:: Brief ::
Reproduce the opening lines of the records exactly, please, stopping after the line that contains "pub mod aliases;".

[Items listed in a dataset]
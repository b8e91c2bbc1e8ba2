//! Core of the interactive country map: code resolution, the per-country
//! status table, style computation, hover/selection state, the small-island
//! marker overlay and viewport fitting. Rendering-free so everything here is
//! unit-testable; the `graphical-interface` crate does the drawing.

pub mod aliases;
pub mod camera;
pub mod errors;
pub mod interaction;
pub mod islands;
pub mod resolver;
pub mod status;
pub mod style;
pub mod types;

pub use camera::CameraFlight;
pub use errors::EngineError;
pub use interaction::{InteractionState, SelectionChange};
pub use status::{RefreshToken, StatusRecord, StatusRefresher, StatusSource, StatusTable};
pub use style::{Palette, Rgb, StylePaint, StylePolicy};
pub use types::{BoundaryFeature, CountryCode, CountryStatus, MapBounds, SmallIsland};
use map_engine::types::{CountryCode, CountryStatus};

/// A window with details about the selected country.
///
/// The page embedding the map uses the selection callback to show its own
/// detail panel; this widget is the in-app equivalent.
pub struct WidgetCountry {
    pub selected_code: CountryCode,
    name: String,
}

impl WidgetCountry {
    pub fn new(selected_code: CountryCode, name: String) -> Self {
        Self {
            selected_code,
            name,
        }
    }

    /// Shows the window.
    ///
    /// # Returns
    /// * `bool` - `false` once the user closes the window; the caller then
    ///   clears the selection.
    pub fn show(
        &mut self,
        ctx: &egui::Context,
        status: CountryStatus,
        refreshed_at: Option<&str>,
    ) -> bool {
        let mut open = true;

        egui::Window::new(&self.name)
            .resizable(false)
            .collapsible(true)
            .open(&mut open)
            .fixed_pos([20.0, 20.0])
            .show(ctx, |ui| {
                ui.add_space(10.0);

                ui.vertical(|ui| {
                    ui.label(
                        egui::RichText::new(format!("Code: {}", self.selected_code)).size(16.0),
                    );
                    ui.label(
                        egui::RichText::new(format!("Books: {}", status.label()))
                            .size(16.0)
                            .strong(),
                    );
                    if status.is_available() {
                        ui.label("Open the library to read about this country.");
                    }
                    if let Some(refreshed_at) = refreshed_at {
                        ui.add_space(5.0);
                        ui.label(
                            egui::RichText::new(format!("Status as of {}", refreshed_at))
                                .size(12.0)
                                .weak(),
                        );
                    }
                });
            });

        open
    }
}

:: The answer ::
repository b8e91c2bbc1e8ba2
//! Core of the interactive country map: code resolution, the per-country
//! status table, style computation, hover/selection state, the small-island
//! marker overlay and viewport fitting. Rendering-free so everything here is
//! unit-testable; the `graphical-interface` crate does the drawing.

pub mod aliases;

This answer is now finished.